Un cri unanime jaillit de toutes les bouches. La cantine était le meilleur point pour rassembler tout le monde... J'en ai assez de courber la tête, d'obéir. La fuite de Thaïs, d'Aevin et d'Eric est la goutte d'eau qui a fait déborder le vase et a mis le feu aux poudres. L'événement qui nous a donné envie de nous battre.

Je ferme les yeux pendant quelques secondes en attendant que la foule se calme devant moi puis lance d'une voix forte :

-Ils ne s'y attendent pas. Vous avez bien les pistolets paralyseurs ? Nous ne sommes pas des assassins ! Et je veux que personne ne l'oublie aujourd'hui...

Un lourd silence tombe dans la pièce lorsque j'arrête de parler. Un homme paraît sur le point de me contredire mais se ravise. Je l'apostrophe d'une voix dure :

-Tu penses qu'on devrait les tuer ?

Le silence est presque palpable et deux gouttes de sueur coulent dans mon dos. L'homme se décide enfin à dire :

-Gaëtan, tu as vu ce qu'ils sont prêts à nous faire...

D'une voix radoucie parce que je l'ai reconnu, c'est celui qui s'est pris la semaine dernière une séance de coups pour n'avoir pas obéi à un ordre, je rétorque pourtant :

-Je sais. Mais justement si on veut être du bon côté, on doit être différent.

Je me tourne ensuite de façon à faire face à toute la salle. Les gardes noirs ne vont pas tarder à comprendre que quelque chose ne tourne pas rond dans le fort... Il est six heures du soir et nous devrions normalement êtres tous dans nos appartements. Il ne nous reste que très peu de temps avant que l'alerte ne soit donnée...

Je pose mon regard sur Kim, silencieuse à ma gauche, assise sur le bord de la table où je me tiens, et elle lève discrètement les pouces en l'air. J'esquisse alors un sourire et relève la tête.

-Un autre détail. Je m'occupe personnellement du gouverneur du fort... Que personne d'autre ne cherche à l'atteindre, compris ?

Nouveau remous dans la foule réunie. Je sens bien que la plupart aimeraient bien remettre en cause mon autorité... mais je ne peux pas le permettre. Une femme demande alors d'une voix pleine de mépris :

-Lui aussi tu veux le laisser en vie ?

-Es tu une meurtrière ?

Elle soutient mon regard pendant quelques secondes puis finit par baisser ses yeux.
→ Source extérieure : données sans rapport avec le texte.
use log::{Level, debug, info, log_enabled, warn};
use serde::Serialize;

use crate::error::ScrubError;
use crate::geo::{Coordinate, bearing, distance};
use crate::gpx_types::*;
use crate::options::ScrubOptions;

type Result<T> = std::result::Result<T, ScrubError>;

/// Position of a segment inside its document.
#[derive(Debug, Clone, Copy, PartialEq, Eq)]
pub struct SegmentId {
    pub track: usize,
    pub segment: usize,
}

/// Counts gathered while scrubbing a document.
#[derive(Debug, Default, Clone, Copy, PartialEq, Eq, Serialize)]
#[serde(rename_all = "camelCase")]
pub struct ScrubReport {
    pub tracks: usize,
    pub segments: usize,
    pub points_read: usize,
    pub points_kept: usize,
    pub points_dropped: usize,
}

impl ScrubReport {
    fn add_segment(&mut self, read: usize, kept: usize) {
        self.segments += 1;
        self.points_read += read;
        self.points_kept += kept;
        self.points_dropped += read - kept;
    }
}

/// Indices of the points kept by a single greedy pass.
///
/// The first point is the initial anchor. Every later point is compared with
/// the current anchor: farther than `max_dist` and it is dropped, otherwise it
/// is kept and becomes the new anchor.
pub fn retained_indices(coords: &[Coordinate], max_dist: f64) -> Vec<usize> {
    let Some((&first, rest)) = coords.split_first() else {
        return Vec::new();
    };

    let mut kept = Vec::with_capacity(coords.len());
    kept.push(0);
    let mut anchor = first;

    for (offset, &candidate) in rest.iter().enumerate() {
        let index = offset + 1;
        let dist = distance(anchor, candidate);
        if dist > max_dist {
            debug!(
                "drop point #{index} ({}, {}): {dist} m from last kept point",
                candidate.lat(),
                candidate.lon()
            );
            continue;
        }
        if log_enabled!(Level::Debug) {
            debug!(
                "keep point #{index}: {dist} m at {}° from last kept point",
                bearing(anchor, candidate)
            );
        }
        kept.push(index);
        anchor = candidate;
    }

    kept
}

/// Removes implausible jumps from the track segments of a GPX document.
#[derive(Debug, Clone, Copy)]
pub struct Scrubber {
    max_dist: f64,
}

impl Scrubber {
    pub fn new(options: &ScrubOptions) -> Result<Self> {
        options.validate()?;
        Ok(Self {
            max_dist: options.max_dist,
        })
    }

    /// Filter every track segment. Waypoints, routes and all non-point
    /// content are returned untouched.
    pub fn scrub_document(&self, mut doc: GpxDocument) -> Result<(GpxDocument, ScrubReport)> {
        // Reject bad coordinates before any segment is rebuilt.
        for (t, trk) in doc.tracks.iter().enumerate() {
            for (s, seg) in trk.segments.iter().enumerate() {
                segment_coordinates(seg, SegmentId { track: t, segment: s })?;
            }
        }

        let mut report = ScrubReport::default();
        let tracks = std::mem::take(&mut doc.tracks);
        doc.tracks = tracks
            .into_iter()
            .enumerate()
            .map(|(t, trk)| self.scrub_track(trk, t, &mut report))
            .collect::<Result<Vec<_>>>()?;

        info!(
            "scrubbed {} track(s), {} segment(s): kept {} of {} points, dropped {} (max distance {} m)",
            report.tracks,
            report.segments,
            report.points_kept,
            report.points_read,
            report.points_dropped,
            self.max_dist
        );

        Ok((doc, report))
    }

    fn scrub_track(
        &self,
        mut trk: GpxTrack,
        index: usize,
        report: &mut ScrubReport,
    ) -> Result<GpxTrack> {
        report.tracks += 1;
        let segments = std::mem::take(&mut trk.segments);
        trk.segments = segments
            .into_iter()
            .enumerate()
            .map(|(s, seg)| {
                let read = seg.points.len();
                let id = SegmentId {
                    track: index,
                    segment: s,
                };
                let scrubbed = self.scrub_segment(seg, id)?;
                report.add_segment(read, scrubbed.points.len());
                Ok(scrubbed)
            })
            .collect::<Result<Vec<_>>>()?;
        Ok(trk)
    }

    /// Filter one segment. The kept points are a subsequence of the input in
    /// the same order; an empty segment comes back empty.
    pub fn scrub_segment(&self, mut segment: GpxSegment, id: SegmentId) -> Result<GpxSegment> {
        let coords = segment_coordinates(&segment, id)?;
        let read = coords.len();

        let mut keep = retained_indices(&coords, self.max_dist).into_iter().peekable();
        let points = std::mem::take(&mut segment.points);
        segment.points = points
            .into_iter()
            .enumerate()
            .filter(|(i, _)| keep.next_if_eq(i).is_some())
            .map(|(_, pt)| pt)
            .collect();

        let kept = segment.points.len();
        debug!(
            "track {} segment {}: kept {kept} of {read} points",
            id.track, id.segment
        );
        if read > 1 && kept == 1 {
            warn!(
                "track {} segment {}: every point after the first is farther than {} m from it",
                id.track, id.segment, self.max_dist
            );
        }

        Ok(segment)
    }
}

fn segment_coordinates(seg: &GpxSegment, id: SegmentId) -> Result<Vec<Coordinate>> {
    seg.points
        .iter()
        .enumerate()
        .map(|(point, pt)| {
            pt.coordinate().map_err(|_| ScrubError::InvalidInput {
                track: id.track,
                segment: id.segment,
                point,
                latitude: pt.lat,
                longitude: pt.lon,
            })
        })
        .collect()
}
Elle crache alors du bout des lèvres :

-Non. Il a de la chance.

Je tente de cacher le soupir de soulagement qui m'échappe et lance alors à l'intention de tous :

-Alors on y va !

Et je dresse le poing vers le ciel. Un immense cri de révolte sort de toutes les bouches et je me joins à eux en lançant de nouveau un coup d'œil à ma fille adoptive. C'est mon seul regret, j'ai peur pour Kim...
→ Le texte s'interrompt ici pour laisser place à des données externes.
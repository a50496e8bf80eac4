//! Adaptive selection among precompiled kernel variants
//!
//! Each group moves through three phases:
//!
//! - `WarmingUp`: the first valid variant is dispatched and its timing is not
//!   sampled, letting caches and clocks settle.
//! - `Exploring`: every valid variant is dispatched once, in declaration
//!   order. Variants that failed to compile are skipped.
//! - `Exploiting`: the variant with the lowest observed device time is
//!   dispatched. Completions keep refining the best time, so a faster run of
//!   the current best still wins, but abandoned variants are never resampled.

use std::collections::HashMap;

use serde::Serialize;

use crate::error::{ShimError, ShimResult};

pub type VariantGroupId = u64;

/// One precompiled alternative
#[derive(Debug, Clone, PartialEq, Eq)]
pub struct VariantSpec {
    pub label: String,
    /// Kernel handle value, `None` when the variant failed to compile
    pub kernel: Option<usize>,
}

impl VariantSpec {
    pub fn new(label: impl Into<String>, kernel: usize) -> Self {
        VariantSpec {
            label: label.into(),
            kernel: Some(kernel),
        }
    }

    pub fn failed(label: impl Into<String>) -> Self {
        VariantSpec {
            label: label.into(),
            kernel: None,
        }
    }

    pub fn is_valid(&self) -> bool {
        self.kernel.is_some()
    }
}

/// Attached to a pending operation so its completion can be attributed
///
/// `kernel` is compared for identity only and never dereferenced.
#[derive(Debug, Clone, Copy, PartialEq, Eq, Serialize)]
pub struct VariantTag {
    pub group: VariantGroupId,
    pub index: usize,
    pub kernel: usize,
    /// Whether the completion should feed the selector
    pub sampled: bool,
}

/// What to dispatch for one invocation
#[derive(Debug, Clone, PartialEq, Eq)]
pub struct VariantChoice {
    pub label: String,
    pub tag: VariantTag,
}

impl VariantChoice {
    pub fn index(&self) -> usize {
        self.tag.index
    }

    pub fn kernel(&self) -> usize {
        self.tag.kernel
    }
}

#[derive(Debug, Clone, Copy, PartialEq, Eq, Serialize)]
pub enum SelectionPhase {
    WarmingUp { remaining: u32 },
    Exploring { next: usize },
    Exploiting,
}

#[derive(Debug, Clone)]
pub struct VariantGroup {
    name: String,
    variants: Vec<VariantSpec>,
    best_times: Vec<Option<u64>>,
    counter: u64,
    phase: SelectionPhase,
    best: Option<(usize, u64)>,
}

impl VariantGroup {
    fn new(name: String, variants: Vec<VariantSpec>, warmup: u32) -> Self {
        let phase = if warmup > 0 {
            SelectionPhase::WarmingUp { remaining: warmup }
        } else {
            SelectionPhase::Exploring { next: 0 }
        };
        VariantGroup {
            name,
            best_times: vec![None; variants.len()],
            variants,
            counter: 0,
            phase,
            best: None,
        }
    }

    pub fn name(&self) -> &str {
        &self.name
    }

    pub fn variants(&self) -> &[VariantSpec] {
        &self.variants
    }

    /// Dispatches attributed to this group so far
    pub fn counter(&self) -> u64 {
        self.counter
    }

    pub fn phase(&self) -> SelectionPhase {
        self.phase
    }

    /// `(index, device ns)` of the fastest observed variant
    pub fn best(&self) -> Option<(usize, u64)> {
        self.best
    }

    pub fn best_time(&self, index: usize) -> Option<u64> {
        self.best_times.get(index).copied().flatten()
    }

    fn first_valid_from(&self, start: usize) -> Option<usize> {
        for (index, variant) in self.variants.iter().enumerate().skip(start) {
            if variant.is_valid() {
                return Some(index);
            }
            tracing::info!(
                group = %self.name,
                variant = %variant.label,
                "skipping variant that failed to compile"
            );
        }
        None
    }

    fn choose(&mut self, id: VariantGroupId) -> Option<VariantChoice> {
        self.counter += 1;

        let (index, sampled) = loop {
            match self.phase {
                SelectionPhase::WarmingUp { remaining } => {
                    self.phase = if remaining > 1 {
                        SelectionPhase::WarmingUp {
                            remaining: remaining - 1,
                        }
                    } else {
                        SelectionPhase::Exploring { next: 0 }
                    };
                    break (self.first_valid_from(0)?, false);
                }
                SelectionPhase::Exploring { next } => match self.first_valid_from(next) {
                    Some(index) => {
                        self.phase = SelectionPhase::Exploring { next: index + 1 };
                        break (index, true);
                    }
                    None => {
                        tracing::debug!(group = %self.name, "exploration finished");
                        self.phase = SelectionPhase::Exploiting;
                    }
                },
                SelectionPhase::Exploiting => {
                    // Completions may still be in flight right after exploring
                    let index = match self.best {
                        Some((index, _)) => index,
                        None => self.variants.iter().position(VariantSpec::is_valid)?,
                    };
                    break (index, true);
                }
            }
        };

        let variant = &self.variants[index];
        let kernel = variant.kernel?;
        Some(VariantChoice {
            label: variant.label.clone(),
            tag: VariantTag {
                group: id,
                index,
                kernel,
                sampled,
            },
        })
    }

    fn observe(&mut self, tag: &VariantTag, device_ns: u64) -> bool {
        let identity = self.variants.get(tag.index).and_then(|v| v.kernel);
        if identity != Some(tag.kernel) {
            tracing::warn!(
                group = %self.name,
                index = tag.index,
                "completion does not match any variant of its group, ignoring"
            );
            return false;
        }
        if !tag.sampled {
            return false;
        }

        let slot = &mut self.best_times[tag.index];
        *slot = Some(slot.map_or(device_ns, |best| best.min(device_ns)));

        let improves = self.best.map_or(true, |(_, best)| device_ns < best);
        if improves {
            tracing::debug!(
                group = %self.name,
                variant = %self.variants[tag.index].label,
                device_ns,
                "new best variant"
            );
            self.best = Some((tag.index, device_ns));
        }
        improves
    }
}

/// All variant groups of the process
#[derive(Debug, Default)]
pub struct VariantSelector {
    groups: HashMap<VariantGroupId, VariantGroup>,
    next_id: VariantGroupId,
    warmup: u32,
}

impl VariantSelector {
    pub fn new(warmup: u32) -> Self {
        VariantSelector {
            groups: HashMap::new(),
            next_id: 1,
            warmup,
        }
    }

    pub fn register_group(
        &mut self,
        name: impl Into<String>,
        variants: Vec<VariantSpec>,
    ) -> VariantGroupId {
        let id = self.next_id.max(1);
        self.next_id = id + 1;
        let group = VariantGroup::new(name.into(), variants, self.warmup);
        tracing::debug!(group = %group.name, id, variants = group.variants.len(), "variant group registered");
        self.groups.insert(id, group);
        id
    }

    /// Pick the variant for the next dispatch
    ///
    /// `Ok(None)` when the group has no valid variant at all.
    pub fn choose_variant(&mut self, id: VariantGroupId) -> ShimResult<Option<VariantChoice>> {
        let group = self
            .groups
            .get_mut(&id)
            .ok_or(ShimError::UnknownVariantGroup(id))?;
        Ok(group.choose(id))
    }

    /// Feed a completion back; returns whether the group's best changed
    pub fn on_completion(&mut self, tag: &VariantTag, device_ns: u64) -> ShimResult<bool> {
        let group = self
            .groups
            .get_mut(&tag.group)
            .ok_or(ShimError::UnknownVariantGroup(tag.group))?;
        Ok(group.observe(tag, device_ns))
    }

    pub fn group(&self, id: VariantGroupId) -> Option<&VariantGroup> {
        self.groups.get(&id)
    }

    pub fn len(&self) -> usize {
        self.groups.len()
    }

    pub fn is_empty(&self) -> bool {
        self.groups.is_empty()
    }
}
Mais je n'aurai jamais pu l'empêcher de se joindre à nous. Un sourire éclaire mes traits un bref instant. Elle me ressemble tellement... Est-ce bien ? Je l'ai éduquée à ma manière. La pensée d'Edilyn m'arrache un soupir douloureux et je songe malgré moi que ce n'est peut-être pas une excellente idée que Kim me soit si semblable. Mais il est trop tard pour revenir en arrière...

Et la foule attend que je bouge pour me suivre.

Je saute alors en bas de ma table et atterris sur le sol parfaitement uniforme. Au moment où mes pieds entrent en contact avec le sol froid, un cri jaillit derrière moi et je reconnais la voix de Kim parmi celle des autres :

-Attention ! Ils sont là !...

Je plonge sur le côté juste à temps et me redresse sans regarder qui a été touché derrière moi par la balle à effet calmant. Les gardes noirs. Ils sont en train de tous arriver dans la salle.

Celui qui vient de tirer s'est immobilisé à une distance de quelques mètres de nous et m'apostrophe vivement parce que je suis devant :

-Qu'est-ce que tu organises encore ? Qu'est-ce que tu fais ? Cette fois ci la reine ne te sauveras peut être pas une nouvelle fois la mise... Debout, viens avec nous. Les autres, les gardes vont vous reconduire à vos appartements. Dépêchez vous !

Mais aucun de nous ne bouge et moi encore moins que les autres. Le garde pousse un grognement sourd. Nous nous détestons. Les yeux posés sur les miens, s'adressant uniquement à moi, il demande avec un sourire narquois :

-C'est une révolte ?

Quelqu'un glisse sous ma main derrière moi un pistolet paralyseur. Je me redresse lentement, sans chercher à cacher l'arme entre mes doigts. Mais le garde ne baisse pas une fois les yeux de mon regard.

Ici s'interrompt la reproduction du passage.